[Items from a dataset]
————

impl fmt::Display for GraphOptimization {
    fn fmt(&self, f: &mut fmt::Formatter<'_>) -> fmt::Result {
        f.write_str(match self {
            Self::Disabled => "disabled",
            Self::Basic => "basic",
            Self::Extended => "extended",
            Self::All => "all",
        })
    }
}

/// Options applied to every session before it is created.
#[derive(Debug, Clone, Copy, Default, PartialEq, Eq)]
pub struct SessionSettings {
    pub intra_op_threads: Option<u16>,
    pub inter_op_threads: Option<u16>,
    pub graph_optimization: GraphOptimization,
}

impl SessionSettings {
    fn build(&self, runtime: &OrtRuntime) -> Result<ScopedSessionOptions> {
        let api = runtime.api();
        let mut options = ScopedSessionOptions::invalid();
        runtime.check(unsafe { (api.create_session_options)(options.receiver()) })?;
        if !options.is_valid() {
            return Err(OrtError::NullHandle {
                call: "CreateSessionOptions",
            });
        }
        runtime.check(unsafe {
            (api.set_session_graph_optimization_level)(
                options.as_ptr(),
                self.graph_optimization.as_raw(),
            )
        })?;
        if let Some(threads) = self.intra_op_threads {
            runtime.check(unsafe {
                (api.set_intra_op_num_threads)(options.as_ptr(), i32::from(threads))
            })?;
        }
        if let Some(threads) = self.inter_op_threads {
            runtime.check(unsafe {
                (api.set_inter_op_num_threads)(options.as_ptr(), i32::from(threads))
            })?;
        }
        Ok(options)
    }
}

/// Declared name, element type and dimensions of one model input or output.
///
/// Dynamic dimensions are reported as non-positive values.
#[derive(Debug, Clone, PartialEq, Eq)]
pub struct TensorInfo {
    pub name: String,
    pub element_type: ElementType,
    pub dims: Vec<i64>,
}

————

§ **Instructions for the task**:
In the entries above, locate every line with the word "ScopedSessionOptions" and copy it.

§ **Result below**:
    fn build(&self, runtime: &OrtRuntime) -> Result<ScopedSessionOptions> {
        let mut options = ScopedSessionOptions::invalid();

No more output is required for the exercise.